Friday, September 24, 2010

plodding along

It's kind of been so hard for me to adjust back into my San Francisco life. On the one hand, it feels great to be back. It feels great to see my friends here, especially the SF BFFs, Andrew and Lauren. And for the friends I haven't seen yet, I am looking forward to it. But on the other hand, everything feels funny. I don't think I was quite ready to come back yet.. I didn't feel like I had enough un-interrupted time in Florida. My surgery really took it out of me and there are so many things/people I would have really liked to soak up more while I was there. That being said, I was very blessed to have accomplished all the things I accomplished while I was down there, given the circumstances, and I can't really explain my sadness.

I've cried a lot in the past few months, but the other night was a doozy. I really think that having an animal here to cuddle and take care of, would help me a lot with my loneliness. In order to get approved, I'd have to see a therapist, and get their consent. I feel like I could make a pretty good case though.

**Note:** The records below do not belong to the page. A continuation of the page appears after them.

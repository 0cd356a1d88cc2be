//! GraphQL API definitions.

pub mod deal;
pub mod listing;
mod mutation;
mod query;
pub mod scalar;
pub mod user;

use crate::{define_error, Context};

pub use self::{
    deal::Deal, listing::Listing, mutation::Mutation, query::Query,
    user::User,
};

/// GraphQL schema.
pub type Schema = juniper::RootNode<
    'static,
    Query,
    Mutation,
    juniper::EmptySubscription<Context>,
>;

define_error! {
    enum PrivilegeError {
        #[code = "NOT_ADMIN"]
        #[status = FORBIDDEN]
        #[message = "Authenticated `User` must be an administrator"]
        Admin,

        #[code = "NOT_DEAL_PARTY"]
        #[status = FORBIDDEN]
        #[message = "Authenticated `User` must be a party of the `Deal`"]
        Party,
    }
}

define_error! {
    enum PaginationError {
        #[code = "AMBIGUOUS_PAGINATION_ARGUMENTS"]
        #[status = BAD_REQUEST]
        #[message = "Ambiguous pagination arguments"]
        Ambiguous,
    }
}
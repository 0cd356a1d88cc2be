//! [`Command`] definition.

pub mod authorize_user_session;
pub mod cancel_deal;
pub mod confirm_deal_dates;
pub mod create_listing;
pub mod create_user;
pub mod create_user_session;
pub mod delete_listing;
pub mod generate_deal_contract;
pub mod reserve_deal;
pub mod review_deal_document;
pub mod set_deal_dates;
pub mod set_deal_status;
pub mod upload_deal_document;
pub mod upload_signed_deal_contract;

use common::{operations::Insert, DateTime};
use tracerr::Traced;

use crate::{
    domain::{deal, user},
    infra::{database, Database},
    Service,
};

/// [`Command`] of the [`Service`].
///
/// [`Service`]: crate::Service
pub use common::Handler as Command;

pub use self::{
    authorize_user_session::AuthorizeUserSession, cancel_deal::CancelDeal,
    confirm_deal_dates::ConfirmDealDates, create_listing::CreateListing,
    create_user::CreateUser, create_user_session::CreateUserSession,
    delete_listing::DeleteListing,
    generate_deal_contract::GenerateDealContract, reserve_deal::ReserveDeal,
    review_deal_document::ReviewDealDocument, set_deal_dates::SetDealDates,
    set_deal_status::SetDealStatus, upload_deal_document::UploadDealDocument,
    upload_signed_deal_contract::UploadSignedDealContract,
};

impl<Db, St> Service<Db, St> {
    /// Records a [`deal::Audit`] entry, swallowing any persistence failure.
    ///
    /// Auditing is a secondary effect: it runs outside the primary
    /// transaction and its failure must never abort the business operation
    /// that triggered it, so errors are only logged here.
    pub(crate) async fn record_audit(
        &self,
        deal_id: deal::Id,
        actor_id: Option<user::Id>,
        action: deal::audit::Action,
        meta: deal::audit::Meta,
    ) where
        Db: Database<
            Insert<deal::Audit>,
            Ok = (),
            Err = Traced<database::Error>,
        >,
    {
        let entry = deal::Audit {
            id: deal::audit::Id::new(),
            deal_id,
            actor_id,
            action,
            meta,
            created_at: DateTime::now().coerce(),
        };
        if let Err(e) = self.database().execute(Insert(entry)).await {
            tracing::warn!("failed to record `deal::Audit` entry: {e}");
        }
    }
}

I've been going to yoga every week. That's really nice. I might start going twice. And I've been trying to meditate more. It really helps in so many ways.

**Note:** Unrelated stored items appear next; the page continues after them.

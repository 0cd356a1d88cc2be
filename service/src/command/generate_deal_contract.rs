//! [`Command`] for generating the unsigned [`deal::Contract`] of a [`Deal`].

use std::collections::HashMap;

use common::{
    operations::{
        By, Commit, Delete, Insert, Lock, Select, Transact, Transacted, Update,
    },
    DateTime,
};
use derive_more::{Display, Error, From};
use tracerr::Traced;

use crate::{
    domain::{
        deal::{self, contract},
        listing, user, Actor, Deal, Listing, User,
    },
    infra::{
        database,
        storage::{self, Location, Store},
        Database, Storage,
    },
    Service,
};

use super::Command;

/// [`Command`] for generating the unsigned [`deal::Contract`] of a [`Deal`].
///
/// Renders the agreement deterministically from the [`Deal`] data through
/// the single bundled compositor. Overwriting an existing
/// [`deal::Contract`] always discards previously recorded signed copies: a
/// new unsigned artifact invalidates prior signatures.
#[derive(Clone, Copy, Debug)]
pub struct GenerateDealContract {
    /// ID of the [`Deal`] to generate the [`deal::Contract`] for.
    pub deal_id: deal::Id,

    /// [`Actor`] generating the [`deal::Contract`].
    pub actor: Actor,
}

impl<Db, St> Command<GenerateDealContract> for Service<Db, St>
where
    Db: Database<Transact, Err = Traced<database::Error>>
        + Database<
            Select<By<Option<Deal>, deal::Id>>,
            Ok = Option<Deal>,
            Err = Traced<database::Error>,
        > + Database<
            Select<By<Option<Listing>, listing::Id>>,
            Ok = Option<Listing>,
            Err = Traced<database::Error>,
        > + Database<
            Select<By<HashMap<user::Id, User>, [user::Id; 2]>>,
            Ok = HashMap<user::Id, User>,
            Err = Traced<database::Error>,
        > + Database<Insert<deal::Audit>, Ok = (), Err = Traced<database::Error>>,
    Transacted<Db>: Database<Lock<By<Deal, deal::Id>>, Err = Traced<database::Error>>
        + Database<
            Select<By<Option<Deal>, deal::Id>>,
            Ok = Option<Deal>,
            Err = Traced<database::Error>,
        > + Database<
            Select<By<Option<deal::Contract>, deal::Id>>,
            Ok = Option<deal::Contract>,
            Err = Traced<database::Error>,
        > + Database<
            Delete<By<contract::Signed, contract::Id>>,
            Err = Traced<database::Error>,
        > + Database<Insert<deal::Contract>, Err = Traced<database::Error>>
        + Database<Update<Deal>, Err = Traced<database::Error>>
        + Database<Commit, Err = Traced<database::Error>>,
    St: Storage<Store, Ok = (), Err = Traced<storage::Error>>,
{
    type Ok = deal::Contract;
    type Err = Traced<ExecutionError>;

    async fn execute(
        &self,
        cmd: GenerateDealContract,
    ) -> Result<Self::Ok, Self::Err> {
        use ExecutionError as E;

        let GenerateDealContract { deal_id, actor } = cmd;

        let deal = self
            .database()
            .execute(Select(By::<Option<Deal>, _>::new(deal_id)))
            .await
            .map_err(tracerr::map_from_and_wrap!(=> E))?
            .ok_or(E::DealNotExists(deal_id))
            .map_err(tracerr::wrap!())?;

        if !actor.is_admin() && deal.party_of(&actor).is_none() {
            return Err(tracerr::new!(E::NotParticipant(actor.id)));
        }

        let period = deal
            .period()
            .filter(|_| deal.dates_confirmed)
            .ok_or(E::DatesNotConfirmed(deal_id))
            .map_err(tracerr::wrap!())?;

        let listing = self
            .database()
            .execute(Select(By::<Option<Listing>, _>::new(deal.listing_id)))
            .await
            .map_err(tracerr::map_from_and_wrap!(=> E))?
            .ok_or(E::ListingNotExists(deal.listing_id))
            .map_err(tracerr::wrap!())?;

        let users = self
            .database()
            .execute(Select(By::new([deal.tenant_id, deal.landlord_id])))
            .await
            .map_err(tracerr::map_from_and_wrap!(=> E))?;
        let tenant = users
            .get(&deal.tenant_id)
            .ok_or(E::UserNotExists(deal.tenant_id))
            .map_err(tracerr::wrap!())?;
        let landlord = users
            .get(&deal.landlord_id)
            .ok_or(E::UserNotExists(deal.landlord_id))
            .map_err(tracerr::wrap!())?;

        let bytes = contract::Agreement {
            deal_id: deal.id,
            listing: &listing,
            tenant,
            landlord,
            period,
        }
        .compose();

        let created_at = DateTime::now().coerce();
        let unsigned_file = deal::FilePath::deal_scoped(
            deal.id,
            contract::unsigned_file_name(created_at, "txt"),
        );
        let digest = contract::Digest::of(&bytes);

        // The blob lands in the storage before the record is committed, so a
        // failed transaction can only orphan a file, never a record.
        self.storage()
            .execute(Store {
                location: Location::from(&unsigned_file),
                bytes,
            })
            .await
            .map_err(tracerr::map_from_and_wrap!(=> E))?;

        let tx = self
            .database()
            .execute(Transact)
            .await
            .map_err(tracerr::map_from_and_wrap!(=> E))?;

        // Avoid concurrent actions upon the same `Deal`.
        tx.execute(Lock(By::new(deal.id)))
            .await
            .map_err(tracerr::map_from_and_wrap!(=> E))
            .map(drop)?;

        let existing = tx
            .execute(Select(By::<Option<deal::Contract>, _>::new(deal.id)))
            .await
            .map_err(tracerr::map_from_and_wrap!(=> E))?;

        let generated = deal::Contract {
            id: existing
                .as_ref()
                .map_or_else(contract::Id::new, |e| e.id),
            deal_id: deal.id,
            unsigned_file,
            digest,
            created_at,
            created_by: actor.id,
        };

        if existing.is_some() {
            // The new unsigned artifact voids all recorded signatures.
            tx.execute(Delete(By::<contract::Signed, _>::new(generated.id)))
                .await
                .map_err(tracerr::map_from_and_wrap!(=> E))
                .map(drop)?;
        }
        tx.execute(Insert(generated.clone()))
            .await
            .map_err(tracerr::map_from_and_wrap!(=> E))
            .map(drop)?;

        let mut deal = tx
            .execute(Select(By::<Option<Deal>, _>::new(deal_id)))
            .await
            .map_err(tracerr::map_from_and_wrap!(=> E))?
            .ok_or(E::DealNotExists(deal_id))
            .map_err(tracerr::wrap!())?;
        deal.touch();
        tx.execute(Update(deal))
            .await
            .map_err(tracerr::map_from_and_wrap!(=> E))
            .map(drop)?;

        tx.execute(Commit)
            .await
            .map_err(tracerr::map_from_and_wrap!(=> E))
            .map(drop)?;

        self.record_audit(
            deal_id,
            Some(actor.id),
            deal::audit::Action::contract_attached(),
            deal::audit::Meta::new(format!("sha256={}", generated.digest)),
        )
        .await;

        Ok(generated)
    }
}

/// Error of [`GenerateDealContract`] [`Command`] execution.
#[derive(Debug, Display, Error, From)]
pub enum ExecutionError {
    /// Rental period of the [`Deal`] is not confirmed yet.
    #[display(
        "`Deal(id: {_0})` has no confirmed rental period to contract upon"
    )]
    DatesNotConfirmed(#[error(not(source))] deal::Id),

    /// [`Database`] error.
    #[display("`Database` operation failed: {_0}")]
    #[from]
    Db(database::Error),

    /// [`Deal`] with the provided ID does not exist.
    #[display("`Deal(id: {_0})` does not exist")]
    DealNotExists(#[error(not(source))] deal::Id),

    /// [`Listing`] of the [`Deal`] does not exist.
    #[display("`Listing(id: {_0})` does not exist")]
    ListingNotExists(#[error(not(source))] listing::Id),

    /// [`Actor`] is neither a participant of the [`Deal`] nor an
    /// administrator.
    #[display("`User(id: {_0})` is not a participant of the `Deal`")]
    NotParticipant(#[error(not(source))] user::Id),

    /// Blob [`Storage`] error.
    ///
    /// [`Storage`]: crate::infra::Storage
    #[display("`Storage` operation failed: {_0}")]
    #[from]
    Storage(storage::Error),

    /// [`User`] with the provided ID does not exist.
    #[display("`User(id: {_0})` does not exist")]
    UserNotExists(#[error(not(source))] user::Id),
}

Today I went to see "Never Let Me Go" with Andrew. It was a beautiful film, I would definitely recommend it... but bring tissues, because it is one of the saddest flicks I've seen in a long time. Superb acting! Carey Mulligan is absolutely fabulous. And I love her hair!!

I've been watching a lot of stand up comedy. I'm going to start writing some acts here soon I think, Andrew said that by next summer I will be doing open mic nights. We'll see how that goes- I nearly had a heart attack the other day, when I had to sing in front of the class.

Tonight I had a lovely dinner at a small chinese place, with the sweetest asian staff ever. They comped my pot stickers, because they said that my meal took too long to come out, which it didn't. And their tea was just delightful.

Tuesday, September 21, 2010

Back from my hole x2

My world is falling apart around me.

I still retain that I love everyone and everything, and that I am extremely blessed.


More later... and I am very much looking forward to scrolling back through all the posts I've missed from you lovelies.